Source information Block Start

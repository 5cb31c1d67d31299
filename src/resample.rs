//! Transfer of the design-grid waveform onto the dwell-time grid.
//!
//! The design nodes are read as a piecewise-linear gradient with `g(t) = 0`
//! before the ramp starts. Linear interpolation never leaves the convex hull
//! of neighbouring nodes and never steepens the waveform, so the hardware
//! limits carry over from the design grid to the output.

use num_complex::Complex64;

use crate::{Constraint, GradientSample, SpiralError};

/// Absorbs rounding when the readout ends exactly on a dwell-time boundary
const GRID_EPSILON: f64 = 1e-9;
/// Relative slack allowed when verifying the final waveform
const BOUND_TOLERANCE: f64 = 1e-6;

/// Number of output samples `t_i = i * dwell + delay` with `t_i <= end`.
///
/// Zero or negative when the delay skips past the end of the readout.
pub(crate) fn sample_count(end: f64, delay: f64, dwell: f64) -> i64 {
    ((end - delay) / dwell + GRID_EPSILON).floor() as i64 + 1
}

/// Gradient at time `t` of the piecewise-linear waveform through `nodes`.
fn interpolate(nodes: &[Complex64], step: f64, t: f64) -> Complex64 {
    let pos = t / step;
    if pos <= 0.0 {
        return Complex64::new(0.0, 0.0);
    }
    let last = nodes.len() - 1;
    let index = pos.floor() as usize;
    if index >= last {
        return nodes[last];
    }
    let frac = pos - index as f64;
    nodes[index] * (1.0 - frac) + nodes[index + 1] * frac
}

/// Fill `out` with the waveform sampled at `i * dwell + delay`.
pub(crate) fn resample(
    nodes: &[Complex64],
    step: f64,
    delay: f64,
    dwell: f64,
    out: &mut [GradientSample],
) {
    for (i, sample) in out.iter_mut().enumerate() {
        let g = interpolate(nodes, step, i as f64 * dwell + delay);
        *sample = [g.re, g.im];
    }
}

/// Check amplitude and slew of every sample against the hardware limits.
pub(crate) fn verify(
    samples: &[GradientSample],
    max_ampl: f64,
    max_slew: f64,
    dwell: f64,
) -> Result<(), SpiralError> {
    let ampl_limit = max_ampl * (1.0 + BOUND_TOLERANCE);
    let step_limit = max_slew * dwell * (1.0 + BOUND_TOLERANCE);

    let mut previous = [0.0, 0.0];
    for (index, &sample) in samples.iter().enumerate() {
        if !(sample[0].is_finite() && sample[1].is_finite()) {
            return Err(SpiralError::Degenerate("waveform contains non-finite samples"));
        }
        if sample[0].hypot(sample[1]) > ampl_limit {
            return Err(SpiralError::ConstraintViolation {
                index,
                kind: Constraint::Amplitude,
            });
        }
        if index > 0 && (sample[0] - previous[0]).hypot(sample[1] - previous[1]) > step_limit {
            return Err(SpiralError::ConstraintViolation {
                index,
                kind: Constraint::Slew,
            });
        }
        previous = sample;
    }
    Ok(())
}

#[cfg(test)]
mod tests {
    use super::*;
    use approx::assert_abs_diff_eq;

    fn ramp() -> Vec<Complex64> {
        (0..5).map(|i| Complex64::new(i as f64, -(i as f64))).collect()
    }

    #[test]
    fn count_includes_both_ends() {
        assert_eq!(sample_count(10.0, 0.0, 1.0), 11);
        assert_eq!(sample_count(10.0, 2.0, 1.0), 9);
        assert_eq!(sample_count(10.0, -2.0, 1.0), 13);
        assert_eq!(sample_count(10.0, 10.5, 1.0), 0);
        // end not on the grid
        assert_eq!(sample_count(10.5, 0.0, 1.0), 11);
    }

    #[test]
    fn interpolates_between_nodes() {
        let g = interpolate(&ramp(), 2.0, 3.0);
        assert_abs_diff_eq!(g.re, 1.5);
        assert_abs_diff_eq!(g.im, -1.5);
    }

    #[test]
    fn zero_before_ramp_and_held_at_end() {
        assert_eq!(interpolate(&ramp(), 1.0, -0.5), Complex64::new(0.0, 0.0));
        assert_eq!(interpolate(&ramp(), 1.0, 4.0), Complex64::new(4.0, -4.0));
    }

    #[test]
    fn resample_shifts_by_delay() {
        let mut out = [[0.0; 2]; 3];
        resample(&ramp(), 1.0, 1.0, 1.0, &mut out);
        assert_eq!(out, [[1.0, -1.0], [2.0, -2.0], [3.0, -3.0]]);
        resample(&ramp(), 1.0, -1.0, 1.0, &mut out);
        assert_eq!(out, [[0.0, 0.0], [0.0, 0.0], [1.0, -1.0]]);
    }

    #[test]
    fn verify_flags_first_offending_sample() {
        let samples = [[0.0, 0.0], [0.5, 0.0], [1.6, 0.0]];
        assert_eq!(
            verify(&samples, 2.0, 1.0, 1.0),
            Err(SpiralError::ConstraintViolation {
                index: 2,
                kind: Constraint::Slew
            })
        );
        assert_eq!(
            verify(&samples, 1.0, 2.0, 1.0),
            Err(SpiralError::ConstraintViolation {
                index: 2,
                kind: Constraint::Amplitude
            })
        );
        assert_eq!(verify(&samples, 2.0, 2.0, 1.0), Ok(()));
    }

    #[test]
    fn verify_rejects_nan() {
        let samples = [[0.0, f64::NAN]];
        assert!(matches!(
            verify(&samples, 1.0, 1.0, 1.0),
            Err(SpiralError::Degenerate(_))
        ));
    }
}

Source information Block End

Identify the lines above with the word "design". Copy them.

(Result):
//! Transfer of the design-grid waveform onto the dwell-time grid.
//! The design nodes are read as a piecewise-linear gradient with `g(t) = 0`
//! limits carry over from the design grid to the output.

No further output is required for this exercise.